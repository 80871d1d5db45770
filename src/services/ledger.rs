//! Reward ledger: moderation of created rewards.
//!
//! Every action is checked against the transition table on
//! [`RewardStatus::apply`] and written with an optimistic version check, so
//! two moderators acting on the same reward cannot both succeed.

use std::sync::Arc;

use rust_decimal::Decimal;
use serde_json::json;
use tracing::{info, warn};
use uuid::Uuid;

use super::audit::{with_details, AuditRecorder};
use super::calculator::ceil2;
use crate::auth::Actor;
use crate::clock::Clock;
use crate::error::{EngineError, FieldErrors, Result};
use crate::interfaces::{CampaignStore, EngineStore, RewardQuery, RewardStore, StorageError};
use crate::model::{
    actions, AuditLogEntry, InviterBalance, ModerationAction, Page, PageRequest, Reward,
    RewardStatus, TargetType,
};
use crate::validation::{validate_non_negative, validate_reason};

#[derive(Clone)]
pub struct RewardLedger {
    store: Arc<dyn EngineStore>,
    clock: Arc<dyn Clock>,
    audit: AuditRecorder,
}

impl RewardLedger {
    pub fn new(store: Arc<dyn EngineStore>, clock: Arc<dyn Clock>) -> Self {
        let audit = AuditRecorder::new(Arc::clone(&store), Arc::clone(&clock));
        Self {
            store,
            clock,
            audit,
        }
    }

    pub async fn get(&self, id: Uuid) -> Result<Reward> {
        self.store
            .get_reward(id)
            .await?
            .ok_or_else(|| EngineError::not_found("reward", id))
    }

    pub async fn approve(&self, actor: &Actor, id: Uuid, reason: &str) -> Result<Reward> {
        self.moderate(actor, id, ModerationAction::Approve, actions::REWARD_APPROVE, reason)
            .await
    }

    pub async fn reject(&self, actor: &Actor, id: Uuid, reason: &str) -> Result<Reward> {
        self.moderate(actor, id, ModerationAction::Reject, actions::REWARD_REJECT, reason)
            .await
    }

    pub async fn reverse(&self, actor: &Actor, id: Uuid, reason: &str) -> Result<Reward> {
        self.moderate(actor, id, ModerationAction::Reverse, actions::REWARD_REVERSE, reason)
            .await
    }

    async fn moderate(
        &self,
        actor: &Actor,
        id: Uuid,
        action: ModerationAction,
        audit_action: &str,
        reason: &str,
    ) -> Result<Reward> {
        validate_reason(reason)?;
        let current = self.get(id).await?;
        let next = transition(&current, action)?;

        let updated = current.moderated(next, &actor.id, reason, self.clock.now());
        let entry = with_details(
            self.audit
                .entry(audit_action, TargetType::Reward, id, actor, reason),
            json!({ "from": current.status, "to": next }),
        );
        self.save(&updated, current.version, &entry, action).await?;

        info!(
            campaign_id = %updated.campaign_id,
            reward_id = %id,
            actor = %actor.id,
            action = %action,
            status = %next,
            "Reward moderated"
        );
        Ok(updated)
    }

    /// Supersede a REJECTED or REVERSED reward with a fresh one.
    ///
    /// The original moves to REISSUED. The replacement keeps the original's
    /// points and transaction reference, and starts PENDING or APPROVED per
    /// the campaign's policy. Returns the replacement.
    pub async fn reissue(&self, actor: &Actor, id: Uuid, reason: &str) -> Result<Reward> {
        validate_reason(reason)?;
        let current = self.get(id).await?;
        let next = transition(&current, ModerationAction::Reissue)?;
        let campaign = self
            .store
            .get_campaign(current.campaign_id)
            .await?
            .ok_or_else(|| EngineError::not_found("campaign", current.campaign_id))?;

        let now = self.clock.now();
        let superseded = current.moderated(next, &actor.id, reason, now);
        let replacement = Reward {
            id: Uuid::new_v4(),
            status: if campaign.mark_suspicious_as_pending {
                RewardStatus::Pending
            } else {
                RewardStatus::Approved
            },
            flagged: false,
            created_at: now,
            moderated_at: None,
            moderated_by: None,
            reason: None,
            reissued_from: Some(current.id),
            version: 1,
            ..current.clone()
        };

        let entry = with_details(
            self.audit
                .entry(actions::REWARD_REISSUE, TargetType::Reward, id, actor, reason),
            json!({
                "from": current.status,
                "replacementId": replacement.id,
                "replacementStatus": replacement.status,
            }),
        );
        self.store
            .reissue_reward(&superseded, current.version, &replacement, &entry)
            .await
            .map_err(|e| lost_race(e, id, ModerationAction::Reissue))?;

        info!(
            campaign_id = %current.campaign_id,
            reward_id = %id,
            replacement_id = %replacement.id,
            actor = %actor.id,
            "Reward reissued"
        );
        Ok(replacement)
    }

    /// Overwrite a reward's points, keeping its status.
    pub async fn recompute(
        &self,
        actor: &Actor,
        id: Uuid,
        points: Decimal,
        reason: &str,
    ) -> Result<Reward> {
        validate_reason(reason)?;
        let mut errors = FieldErrors::new();
        validate_non_negative("points", points, &mut errors);
        errors.into_result()?;

        let current = self.get(id).await?;
        let status = transition(&current, ModerationAction::Recompute)?;
        let new_points = ceil2(points);
        let updated = Reward {
            points: new_points,
            ..current.moderated(status, &actor.id, reason, self.clock.now())
        };

        let entry = with_details(
            self.audit
                .entry(actions::REWARD_RECOMPUTE, TargetType::Reward, id, actor, reason),
            json!({ "previousPoints": current.points, "newPoints": new_points }),
        );
        self.save(&updated, current.version, &entry, ModerationAction::Recompute)
            .await?;

        info!(
            campaign_id = %updated.campaign_id,
            reward_id = %id,
            actor = %actor.id,
            previous_points = %current.points,
            new_points = %new_points,
            "Reward recomputed"
        );
        Ok(updated)
    }

    /// PENDING rewards, plus flagged rewards not yet moderated when
    /// `include_flagged` is set. Oldest first.
    pub async fn review_queue(
        &self,
        include_flagged: bool,
        page: PageRequest,
    ) -> Result<Page<Reward>> {
        let query = RewardQuery::review_queue(include_flagged);
        Ok(self.store.list_rewards(&query, page).await?)
    }

    pub async fn list(&self, query: &RewardQuery, page: PageRequest) -> Result<Page<Reward>> {
        Ok(self.store.list_rewards(query, page).await?)
    }

    /// Pending and available points for one inviter across all campaigns.
    pub async fn balance(&self, inviter_account_id: &str) -> Result<InviterBalance> {
        let rewards = self
            .store
            .find_rewards(&RewardQuery::for_inviter(inviter_account_id))
            .await?;
        Ok(InviterBalance::from_rewards(&rewards))
    }

    async fn save(
        &self,
        reward: &Reward,
        expected_version: u32,
        entry: &AuditLogEntry,
        action: ModerationAction,
    ) -> Result<()> {
        self.store
            .update_reward(reward, expected_version, entry)
            .await
            .map_err(|e| lost_race(e, reward.id, action))
    }
}

fn transition(reward: &Reward, action: ModerationAction) -> Result<RewardStatus> {
    reward
        .status
        .apply(action)
        .ok_or_else(|| EngineError::invalid_transition("reward", reward.status, action))
}

/// A version conflict means another moderator got there first.
fn lost_race(error: StorageError, id: Uuid, action: ModerationAction) -> EngineError {
    match error {
        StorageError::VersionConflict { .. } => {
            warn!(reward_id = %id, action = %action, "Lost moderation race");
            EngineError::Conflict(format!("reward {} was moderated concurrently", id))
        }
        other => other.into(),
    }
}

> **PROBLEM DESCRIPTION**
Check each line above for the string "EngineError" and copy those that have it.

> **EXERCISE ANSWER**
use crate::error::{EngineError, FieldErrors, Result};
            .ok_or_else(|| EngineError::not_found("reward", id))
            .ok_or_else(|| EngineError::not_found("campaign", current.campaign_id))?;
        .ok_or_else(|| EngineError::invalid_transition("reward", reward.status, action))
fn lost_race(error: StorageError, id: Uuid, action: ModerationAction) -> EngineError {
            EngineError::Conflict(format!("reward {} was moderated concurrently", id))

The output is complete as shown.